Sixty years ago this weekend, students at R.R. Moton High School went on strike to protest the all-black school's overcrowded and inferior conditions, starting down a path that would forever change this nation.
They used a ruse to pull the principal out of school, telling him some children were in trouble downtown. Barbara Johns, then 16, assembled her fellow students and told them she did not accept the leaky, inadequately heated tar-paper shacks that served as classrooms. The school's 450 students followed Johns' lead, joining a two-week strike.
Now, on the anniversary of the student strike at Moton High, a fitting tribute is under construction: a state-of-the-art, six-gallery permanent exhibit at the school-turned-museum that will trace Prince Edward County's journey from school segregation to integration, including five years when the public schools were closed in defiance of court orders to integrate.

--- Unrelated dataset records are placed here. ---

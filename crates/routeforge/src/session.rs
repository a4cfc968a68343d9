//! A routing session: one plan, one score director, one configuration.

use routeforge_config::{RoutingConfig, ScoreDirectorType};
use routeforge_core::{
    HardSoftScore, NoopListener, PlanningSolution, Result, RoutingError, VariableListener,
};
use routeforge_routing::{
    HaversineDrivingTimeCalculator, RoutePlan, Vehicle, Visit, VEHICLE_DESCRIPTOR, VISITS,
};
use routeforge_scoring::{
    calculate_score, explain, EasyScoreDirector, IncrementalScoreDirector, ScoreDirector,
    ScoreExplanation,
};
use tracing::{debug, error, info};

/// Owns a plan and keeps its arrival times and score current across chain
/// mutations.
///
/// Every mutation notifies the score director before and after the route
/// change, propagates arrival times from the heads of disturbance with the
/// director listening, and returns the new score. In the assert environment
/// modes the incremental result is checked against a full recalculation.
///
/// # Examples
///
/// ```
/// use routeforge::prelude::*;
///
/// let depot = Location::new(49.288087, 16.562172);
/// let vehicles = vec![Vehicle::new("1", 100, depot, 7 * 3600)];
/// let visits = vec![Visit::new("2", "John", Location::new(49.190922, 16.624466))];
///
/// let config = RoutingConfig::load("routing.toml").unwrap_or_default();
/// let mut session = RoutingSession::build("demo", vehicles, visits, config).unwrap();
/// assert_eq!(session.score(), HardSoftScore::ZERO);
///
/// let score = session.insert(0, 0, 0).unwrap();
/// assert_eq!(score, HardSoftScore::of_soft(-2 * 843));
/// assert_eq!(session.plan().visit(0).unwrap().arrival_time(), Some(7 * 3600 + 843));
/// ```
pub struct RoutingSession {
    plan: RoutePlan,
    director: Box<dyn ScoreDirector>,
    config: RoutingConfig,
}

impl RoutingSession {
    /// Wraps a plan with the score director the configuration selects.
    pub fn new(plan: RoutePlan, config: RoutingConfig) -> Self {
        let director: Box<dyn ScoreDirector> = match config.score_director {
            ScoreDirectorType::Easy => Box::new(EasyScoreDirector::new()),
            ScoreDirectorType::Incremental => Box::new(IncrementalScoreDirector::new()),
        };
        Self::with_director(plan, director, config)
    }

    /// Wraps a plan with a caller-supplied score director.
    pub fn with_director(
        plan: RoutePlan,
        director: Box<dyn ScoreDirector>,
        config: RoutingConfig,
    ) -> Self {
        let mut session = Self {
            plan,
            director,
            config,
        };
        let score = session.score();
        info!(
            event = "session_started",
            plan = %session.plan.name,
            vehicles = session.plan.vehicles().len(),
            visits = session.plan.visits().len(),
            incremental = session.director.is_incremental(),
            score = %score,
        );
        session
    }

    /// Builds the plan with a haversine calculator at the configured speed.
    ///
    /// The configuration is expected to be validated, which every
    /// [`RoutingConfig`] loader does.
    pub fn build(
        name: impl Into<String>,
        vehicles: Vec<Vehicle>,
        visits: Vec<Visit>,
        config: RoutingConfig,
    ) -> Result<Self> {
        let calculator = HaversineDrivingTimeCalculator::new(config.average_speed_kmph);
        let plan = RoutePlan::with_calculator(name, vehicles, visits, &calculator)?;
        Ok(Self::new(plan, config))
    }

    pub fn plan(&self) -> &RoutePlan {
        &self.plan
    }

    pub fn config(&self) -> &RoutingConfig {
        &self.config
    }

    pub fn is_incremental(&self) -> bool {
        self.director.is_incremental()
    }

    /// Current score, also stored on the plan.
    pub fn score(&mut self) -> HardSoftScore {
        let score = self.director.calculate_score(&self.plan);
        self.plan.set_score(Some(score));
        score
    }

    /// Constraint-by-constraint explanation of the current plan.
    pub fn explain(&self) -> ScoreExplanation {
        explain(&self.plan)
    }

    /// Gives the plan back, scored.
    pub fn into_plan(mut self) -> RoutePlan {
        self.score();
        self.plan
    }

    /// Inserts an unassigned visit into a vehicle's route at `index`.
    pub fn insert(&mut self, vehicle: usize, index: usize, visit: usize) -> Result<HardSoftScore> {
        self.mutate("insert", &[vehicle], |plan, _| {
            Ok(vec![plan.insert(vehicle, index, visit)?])
        })
    }

    /// Takes a visit off its route, leaving it unassigned.
    pub fn remove(&mut self, visit: usize) -> Result<HardSoftScore> {
        let owner: Vec<usize> = self.plan.visit(visit).and_then(Visit::vehicle).into_iter().collect();
        self.mutate("remove", &owner, |plan, director| {
            Ok(plan.remove(visit, director)?.into_iter().collect())
        })
    }

    /// Moves an assigned visit to `index` of a vehicle's route, where `index`
    /// counts positions after the visit has been taken off its current route.
    pub fn relocate(
        &mut self,
        visit: usize,
        vehicle: usize,
        index: usize,
    ) -> Result<HardSoftScore> {
        let mut vehicles = vec![vehicle];
        if let Some(source) = self.plan.visit(visit).and_then(Visit::vehicle) {
            if source != vehicle {
                vehicles.push(source);
            }
        }
        self.mutate("relocate", &vehicles, |plan, director| {
            Ok(plan.relocate(visit, vehicle, index, director)?.heads().to_vec())
        })
    }

    /// Recomputes every arrival time from scratch and drops the director's
    /// cached state, for use after the plan was changed behind its back.
    pub fn rebuild(&mut self) -> Result<HardSoftScore> {
        self.plan.recalculate_arrival_times(&mut NoopListener)?;
        self.director.reset();
        Ok(self.score())
    }

    fn mutate<F>(
        &mut self,
        operation: &'static str,
        vehicles: &[usize],
        apply: F,
    ) -> Result<HardSoftScore>
    where
        F: FnOnce(&mut RoutePlan, &mut dyn ScoreDirector) -> Result<Vec<usize>>,
    {
        for &vehicle in vehicles {
            self.director
                .before_variable_changed(&self.plan, VEHICLE_DESCRIPTOR, vehicle, VISITS);
        }

        // A rejected move leaves the plan untouched; the after-notifications
        // still run so the director's totals are restored.
        let applied = apply(&mut self.plan, &mut *self.director);

        for &vehicle in vehicles {
            self.director
                .after_variable_changed(&self.plan, VEHICLE_DESCRIPTOR, vehicle, VISITS);
        }

        let heads = applied?;
        let written = self.plan.propagate_all(heads.iter().copied(), &mut *self.director)?;
        let score = self.score();

        debug!(
            event = "session_mutation",
            operation,
            heads = ?heads,
            written,
            score = %score,
        );

        if self.config.environment_mode.is_asserted() {
            self.assert_consistent(operation, score)?;
        }
        Ok(score)
    }

    fn assert_consistent(&self, operation: &'static str, actual: HardSoftScore) -> Result<()> {
        if self.config.environment_mode.is_fully_asserted() {
            self.plan.validate()?;
            let expected_arrivals = self.plan.calculate_arrival_times();
            let mismatch = self
                .plan
                .visits()
                .iter()
                .zip(&expected_arrivals)
                .find(|(visit, expected)| visit.arrival_time() != **expected);
            if let Some((visit, expected)) = mismatch {
                error!(
                    event = "arrival_time_corruption",
                    operation,
                    visit = %visit.id,
                    expected = ?expected,
                    actual = ?visit.arrival_time(),
                );
                return Err(RoutingError::InvariantViolation(format!(
                    "arrival time of visit '{}' is {:?} after {}, expected {:?}",
                    visit.id,
                    visit.arrival_time(),
                    operation,
                    expected
                )));
            }
        }

        let expected = calculate_score(&self.plan);
        if expected != actual {
            error!(
                event = "score_corruption",
                operation,
                expected = %expected,
                actual = %actual,
            );
            return Err(RoutingError::ScoreCorruption { expected, actual });
        }
        Ok(())
    }
}

impl std::fmt::Debug for RoutingSession {
    fn fmt(&self, f: &mut std::fmt::Formatter<'_>) -> std::fmt::Result {
        f.debug_struct("RoutingSession")
            .field("plan", &self.plan.name)
            .field("incremental", &self.director.is_incremental())
            .field("config", &self.config)
            .finish()
    }
}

After the strike, attorneys for the Virginia chapter of the National Association for the Advancement of Colored People, Oliver W. Hill and Spottswood W. Robinson III, filed a lawsuit on behalf of the students seeking to desegregate schools in the county. The suit would become one of five folded into the landmark Brown v. Board of Education case, which the U.S. Supreme Court decided in 1954, striking down "separate-but-equal" education.
"I can't believe it was 60 years ago that we walked out of school just to get a better school, better books, better opportunities to be educated," said former Moton student Joy Cabarrus Speakes, who was 12. "At the time we walked out, we never thought it would end up in the courts. We just thought we would get a better school."
She said it has been amazing to see the impact of the walkout.
"What happened in Prince Edward County changed the nation," she said.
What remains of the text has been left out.